Donner. Seule est transmissible la « parole donnée ». On ne transmet la vérité qu'en donnant sa parole. Et donner sa parole, c'est donner sa vie. Un créateur, c'est quelqu'un qui donne sa vie. La parole est un acte. Il y a des paroles qui tuent et des paroles qui font vivre. L'homme qui crée est entraîné entre le commencement et la fin, entre l'alpha et l'oméga, ou plutôt entre la fin et le commencement, ce qui est la même chose.
L'homme créature et l'homme créateur, c'est la même chose. L'homme créé a un commencement et une fin et l'homme créateur a une fin qui devient un commencement. C'est la vie éternelle.
La joie, c'est le fruit de la création. On peut tout expliquer sauf la joie. Il n'y a pas de pourquoi. Il n'y a pas d'explication. La joie naît de la tâche créatrice de l'homme qui ouvre une brèche dans la sphère où je vis, où je suis enfermé. La création permet à l'homme de sortir du huis-clos... Les arts de plein vent, ce sont les arts qui ouvrent le temps et l'espace, qui ouvrent à la lumière et à l'éternité, non au huis-clos.
Pour cela, il faut trouver l'équilibre entre la force créatrice et la matière. Entre le fini et l'infini. Non pas pour juger, mais pour mesurer le monde.
La joie survient quand l'homme devient un, uni avec Celui qui le met en mouvement, avec l'Esprit créateur, quand l'homme s'accorde avec l'Esprit. Le mouvement créateur revient en celui qui me met en mouvement. Et c'est ma conscience d'être mis « en mouvement de création » qui me donne la joie.
En fait, la chute pour l'homme, c'est de vouloir savoir. Vouloir savoir exclut la foi et exclut la volonté de création.
L'art ne s'explique pas. L'art est un langage symbolique et le propre du symbole est de nous impliquer. Et quand on est impliqué, on ne peut rien expliquer... Connaissance. Connaître. Nous vivons dans un monde où la logique mondaine, c'est avoir pour savoir et savoir pour pouvoir. Il y a un appétit de domination. Pour dominer, il faut posséder. C'est une démarche qui tue en nous la création. La création se situe dans une dynamique évangélique. Etre pour naître, naître pour connaître, connaître pour renaître. Et cette dynamique qui nous entraîne vers l'essence divine, c'est ça la création. C'est un mouvement qui part de l'intérieur, qui naît en nous et qui nous pousse vers l'extérieur, c'est-à-dire vers la mission, vers les autres.

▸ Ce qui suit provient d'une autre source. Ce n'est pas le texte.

//! Decal preparation and alpha compositing.

use std::path::Path;

use image::{DynamicImage, GrayImage, Rgb, RgbImage};
use imageproc::drawing::{draw_filled_circle_mut, draw_hollow_circle_mut};
use tracing::warn;

use crate::error::{DecalError, Result};
use crate::geometry::rotation_matrix_2d;
use crate::image_impl::{BorderMode, Primitives};
use crate::placement::Position;

pub const MARKER_COLOR: Rgb<u8> = Rgb([255, 0, 0]);
pub const MARKER_RADIUS: i32 = 8;
pub const MARKER_RING_RADIUS: i32 = 12;

/// Decal image with colour and alpha kept as separate planes of equal size.
#[derive(Debug, Clone, PartialEq)]
pub struct Decal {
    rgb: RgbImage,
    alpha: Option<GrayImage>,
}

impl Decal {
    pub fn new(rgb: RgbImage, alpha: Option<GrayImage>) -> Result<Self> {
        if let Some(a) = &alpha {
            if a.dimensions() != rgb.dimensions() {
                return Err(DecalError::ImageError(format!(
                    "decal alpha is {:?} but colour is {:?}",
                    a.dimensions(),
                    rgb.dimensions()
                )));
            }
        }
        Ok(Self { rgb, alpha })
    }

    pub fn open<P: AsRef<Path>>(path: P) -> Result<Self> {
        let path = path.as_ref();
        let img = image::open(path).map_err(|source| DecalError::InputUnreadable {
            path: path.to_path_buf(),
            source,
        })?;
        Ok(Self::from_dynamic(img))
    }

    pub fn from_dynamic(img: DynamicImage) -> Self {
        if !img.color().has_alpha() {
            return Self {
                rgb: img.to_rgb8(),
                alpha: None,
            };
        }

        let rgba = img.to_rgba8();
        let (w, h) = rgba.dimensions();
        let mut rgb = RgbImage::new(w, h);
        let mut alpha = GrayImage::new(w, h);
        for (x, y, px) in rgba.enumerate_pixels() {
            rgb.put_pixel(x, y, Rgb([px[0], px[1], px[2]]));
            alpha.put_pixel(x, y, image::Luma([px[3]]));
        }
        Self {
            rgb,
            alpha: Some(alpha),
        }
    }

    pub fn rgb(&self) -> &RgbImage {
        &self.rgb
    }

    pub fn alpha(&self) -> Option<&GrayImage> {
        self.alpha.as_ref()
    }

    pub fn width(&self) -> u32 {
        self.rgb.width()
    }

    pub fn height(&self) -> u32 {
        self.rgb.height()
    }
}

/// Open the decal at `path`, or `None` with a warning when it is missing or
/// unreadable.
pub fn load_decal(path: Option<&Path>) -> Option<Decal> {
    let path = path?;
    if !path.exists() {
        warn!(path = %path.display(), "decal not found, using default marker");
        return None;
    }
    match Decal::open(path) {
        Ok(decal) => Some(decal),
        Err(err) => {
            warn!(error = %err, "could not read decal, using default marker");
            None
        }
    }
}

/// Size of the canvas that holds a `width` x `height` image rotated by
/// `angle` degrees without cropping.
pub fn rotated_bounds(width: u32, height: u32, angle: f32) -> (u32, u32) {
    let theta = (angle as f64).to_radians();
    let (sin, cos) = (theta.sin().abs(), theta.cos().abs());
    let (w, h) = (width as f64, height as f64);
    let new_w = (h * sin + w * cos) as u32;
    let new_h = (h * cos + w * sin) as u32;
    (new_w.max(1), new_h.max(1))
}

/// Scale and rotate a decal. Positive angles turn counter-clockwise on screen.
pub fn prepare_decal<P: Primitives>(prims: &P, decal: &Decal, scale: f32, angle: Option<f32>) -> Result<Decal> {
    let mut rgb = decal.rgb.clone();
    let mut alpha = decal.alpha.clone();

    if scale != 1.0 {
        let w = ((rgb.width() as f32 * scale) as u32).max(1);
        let h = ((rgb.height() as f32 * scale) as u32).max(1);
        rgb = prims.resize_rgb(&rgb, (w, h))?;
        alpha = alpha.map(|a| prims.resize_luma(&a, (w, h))).transpose()?;
    }

    if let Some(theta) = angle.filter(|a| *a != 0.0) {
        let (w, h) = rgb.dimensions();
        let (cx, cy) = ((w / 2) as f64, (h / 2) as f64);
        let (new_w, new_h) = rotated_bounds(w, h, theta);

        let mut m = rotation_matrix_2d((cx, cy), theta as f64, 1.0);
        m[(0, 2)] += new_w as f64 / 2.0 - cx;
        m[(1, 2)] += new_h as f64 / 2.0 - cy;

        let border = BorderMode::Constant(0);
        rgb = prims.warp_affine_rgb(&rgb, &m, (new_w, new_h), border)?;
        alpha = alpha
            .map(|a| prims.warp_affine_luma(&a, &m, (new_w, new_h), border))
            .transpose()?;
    }

    Decal::new(rgb, alpha)
}

/// Paste `decal` centred at `position`, clipped to the canvas.
pub fn blend_at(canvas: &mut RgbImage, decal: &Decal, position: Position) {
    let (sw, sh) = (decal.width() as i64, decal.height() as i64);
    let (img_w, img_h) = (canvas.width() as i64, canvas.height() as i64);
    let x1 = position.x as i64 - sw / 2;
    let y1 = position.y as i64 - sh / 2;
    let x2 = x1 + sw;
    let y2 = y1 + sh;

    if x2 < 0 || y2 < 0 || x1 >= img_w || y1 >= img_h {
        return;
    }

    for y in y1.max(0)..y2.min(img_h) {
        for x in x1.max(0)..x2.min(img_w) {
            let (dx, dy) = ((x - x1) as u32, (y - y1) as u32);
            let fg = decal.rgb.get_pixel(dx, dy);
            let bg = canvas.get_pixel_mut(x as u32, y as u32);
            match &decal.alpha {
                Some(alpha) => {
                    let a = alpha.get_pixel(dx, dy)[0] as f32 / 255.0;
                    for c in 0..3 {
                        bg[c] = (bg[c] as f32 * (1.0 - a) + fg[c] as f32 * a) as u8;
                    }
                }
                None => *bg = *fg,
            }
        }
    }
}

/// Red filled disc with a surrounding ring.
pub fn draw_fallback_marker(canvas: &mut RgbImage, position: Position) {
    let center = (position.x, position.y);
    draw_filled_circle_mut(canvas, center, MARKER_RADIUS, MARKER_COLOR);
    // 2 px stroke straddling the ring radius
    for radius in MARKER_RING_RADIUS - 1..=MARKER_RING_RADIUS + 1 {
        draw_hollow_circle_mut(canvas, center, radius, MARKER_COLOR);
    }
}

/// Composite `decal` onto `canvas`, or draw the fallback marker without one.
pub fn composite<P: Primitives>(
    prims: &P,
    canvas: &mut RgbImage,
    decal: Option<&Decal>,
    position: Position,
    angle: Option<f32>,
    scale: f32,
) -> Result<()> {
    match decal {
        Some(decal) => {
            let prepared = prepare_decal(prims, decal, scale, angle)?;
            blend_at(canvas, &prepared, position);
        }
        None => draw_fallback_marker(canvas, position),
    }
    Ok(())
}

#[cfg(test)]
mod tests {
    use super::*;
    use crate::geometry::Point;
    use crate::image_impl::RustPrimitives;
    use image::{Luma, Rgba, RgbaImage};

    fn solid_decal(w: u32, h: u32, color: [u8; 3], alpha: Option<u8>) -> Decal {
        Decal::new(
            RgbImage::from_pixel(w, h, Rgb(color)),
            alpha.map(|a| GrayImage::from_pixel(w, h, Luma([a]))),
        )
        .unwrap()
    }

    #[test]
    fn test_opaque_decal_replaces_pixels() {
        let mut canvas = RgbImage::from_pixel(50, 50, Rgb([10, 20, 30]));
        let decal = solid_decal(10, 6, [200, 100, 50], Some(255));
        composite(&RustPrimitives, &mut canvas, Some(&decal), Point::new(25, 25), None, 1.0).unwrap();

        // top-left = (25 - 5, 25 - 3)
        assert_eq!(*canvas.get_pixel(20, 22), Rgb([200, 100, 50]));
        assert_eq!(*canvas.get_pixel(29, 27), Rgb([200, 100, 50]));
        assert_eq!(*canvas.get_pixel(19, 22), Rgb([10, 20, 30]));
        assert_eq!(*canvas.get_pixel(30, 27), Rgb([10, 20, 30]));
    }

    #[test]
    fn test_transparent_decal_leaves_background() {
        let original = RgbImage::from_fn(40, 40, |x, y| Rgb([x as u8, y as u8, 7]));
        let mut canvas = original.clone();
        let decal = solid_decal(12, 12, [255, 255, 255], Some(0));
        composite(&RustPrimitives, &mut canvas, Some(&decal), Point::new(20, 20), Some(33.0), 1.0).unwrap();
        assert_eq!(canvas, original);
    }

    #[test]
    fn test_partial_alpha_truncates() {
        let mut canvas = RgbImage::from_pixel(10, 10, Rgb([100, 100, 100]));
        let decal = solid_decal(2, 2, [201, 201, 201], Some(128));
        blend_at(&mut canvas, &decal, Point::new(5, 5));
        // 100 * (1 - 128/255) + 201 * 128/255 = 150.698...
        assert_eq!(*canvas.get_pixel(4, 4), Rgb([150, 150, 150]));
    }

    #[test]
    fn test_decal_without_alpha_is_copied() {
        let mut canvas = RgbImage::new(20, 20);
        let decal = solid_decal(4, 4, [9, 8, 7], None);
        blend_at(&mut canvas, &decal, Point::new(10, 10));
        assert_eq!(*canvas.get_pixel(8, 8), Rgb([9, 8, 7]));
        assert_eq!(*canvas.get_pixel(11, 11), Rgb([9, 8, 7]));
        assert_eq!(*canvas.get_pixel(12, 12), Rgb([0, 0, 0]));
    }

    #[test]
    fn test_out_of_bounds_is_ignored() {
        let original = RgbImage::from_pixel(20, 20, Rgb([1, 2, 3]));
        let mut canvas = original.clone();
        let decal = solid_decal(4, 4, [255, 0, 0], None);
        blend_at(&mut canvas, &decal, Point::new(100, 5));
        blend_at(&mut canvas, &decal, Point::new(5, -50));
        assert_eq!(canvas, original);
    }

    #[test]
    fn test_clipped_at_canvas_corner() {
        let mut canvas = RgbImage::new(20, 20);
        let decal = solid_decal(10, 10, [255, 255, 255], Some(255));
        blend_at(&mut canvas, &decal, Point::new(0, 0));
        // covers x, y in -5..5
        assert_eq!(*canvas.get_pixel(0, 0), Rgb([255, 255, 255]));
        assert_eq!(*canvas.get_pixel(4, 4), Rgb([255, 255, 255]));
        assert_eq!(*canvas.get_pixel(5, 5), Rgb([0, 0, 0]));
    }

    #[test]
    fn test_rotated_bounds() {
        assert_eq!(rotated_bounds(100, 50, 90.0), (50, 100));
        assert_eq!(rotated_bounds(100, 50, 45.0), (106, 106));
        assert_eq!(rotated_bounds(100, 50, 0.0), (100, 50));
    }

    #[test]
    fn test_prepare_scales_and_rotates_both_planes() {
        let decal = solid_decal(40, 20, [50, 60, 70], Some(255));
        let prepared = prepare_decal(&RustPrimitives, &decal, 0.5, Some(90.0)).unwrap();
        assert_eq!(prepared.rgb().dimensions(), (10, 20));
        let alpha = prepared.alpha().unwrap();
        assert_eq!(alpha.dimensions(), (10, 20));
        assert_eq!(alpha.get_pixel(5, 10)[0], 255);
    }

    #[test]
    fn test_prepare_rotation_pads_with_transparent_black() {
        let decal = solid_decal(20, 20, [255, 255, 255], Some(255));
        let prepared = prepare_decal(&RustPrimitives, &decal, 1.0, Some(45.0)).unwrap();
        assert_eq!(prepared.rgb().dimensions(), (28, 28));
        assert_eq!(*prepared.rgb().get_pixel(0, 0), Rgb([0, 0, 0]));
        assert_eq!(prepared.alpha().unwrap().get_pixel(0, 0)[0], 0);
        assert_eq!(prepared.alpha().unwrap().get_pixel(14, 14)[0], 255);
    }

    #[test]
    fn test_prepare_scale_never_collapses() {
        let decal = solid_decal(2, 2, [1, 1, 1], None);
        let prepared = prepare_decal(&RustPrimitives, &decal, 0.1, None).unwrap();
        assert_eq!(prepared.rgb().dimensions(), (1, 1));
    }

    #[test]
    fn test_missing_decal_draws_marker() {
        let mut canvas = RgbImage::new(60, 60);
        composite(&RustPrimitives, &mut canvas, None, Point::new(30, 30), Some(10.0), 0.3).unwrap();
        assert_eq!(*canvas.get_pixel(30, 30), MARKER_COLOR);
        assert_eq!(*canvas.get_pixel(30 + 10, 30), Rgb([0, 0, 0]));
        for r in 11..=13 {
            assert_eq!(*canvas.get_pixel(30 + r, 30), MARKER_COLOR, "radius {}", r);
            assert_eq!(*canvas.get_pixel(30, 30 - r), MARKER_COLOR, "radius {}", r);
        }
        assert_eq!(*canvas.get_pixel(30 + 14, 30), Rgb([0, 0, 0]));
    }

    #[test]
    fn test_mismatched_alpha_is_rejected() {
        let err = Decal::new(RgbImage::new(10, 6), Some(GrayImage::new(6, 10))).unwrap_err();
        assert!(matches!(err, DecalError::ImageError(_)));
        assert!(Decal::new(RgbImage::new(10, 6), Some(GrayImage::new(10, 6))).is_ok());
        assert!(Decal::new(RgbImage::new(10, 6), None).is_ok());
    }

    #[test]
    fn test_from_dynamic_splits_alpha() {
        let rgba = RgbaImage::from_pixel(3, 2, Rgba([1, 2, 3, 4]));
        let decal = Decal::from_dynamic(DynamicImage::ImageRgba8(rgba));
        assert_eq!(*decal.rgb().get_pixel(2, 1), Rgb([1, 2, 3]));
        assert_eq!(decal.alpha().unwrap().get_pixel(2, 1)[0], 4);

        let rgb = Decal::from_dynamic(DynamicImage::ImageRgb8(RgbImage::new(3, 2)));
        assert!(rgb.alpha().is_none());
    }

    #[test]
    fn test_load_decal_missing_path() {
        assert!(load_decal(None).is_none());
        assert!(load_decal(Some(Path::new("/definitely/not/here/decal.png"))).is_none());
    }
}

Le but de l'art, c'est la contemplation et la contemplation, c'est la joie. C'est-à-dire les yeux qui s'ouvrent sur la beauté sans motif. Qu'est-ce que la beauté ? C'est une finalité sans fin. Autrement dit, quand l'homme découvre cette finalité sans fin, c'est la joie. La joie ne s'explique pas. Elle est ou elle n'est pas. Elle nous fait vivre. Ensuite, je dirais que c'est la création qui nous met en mouvement. C'est le rythme. II n'y a création que lorsque l'homme rentre dans un rythme créateur. Le mouvement, c'est l'acte libre, accepté, voulu. Quand je pose un acte qui me fait sortir de moi, j'entre dans un rythme. Quand je dis « j'accepte », je suis comme Marie au moment de l'annonciation. Quand elle dit : « oui, j'accepte » elle déclenche le rythme même de la rédemption par l'incarnation. Le monde a été mis en mouvement. Le mouvement crée la vie. Quand je crée, j'entre dans un rythme par un acte libre. Je crée le mouvement et la vie commence avec le mouvement, avec le rythme.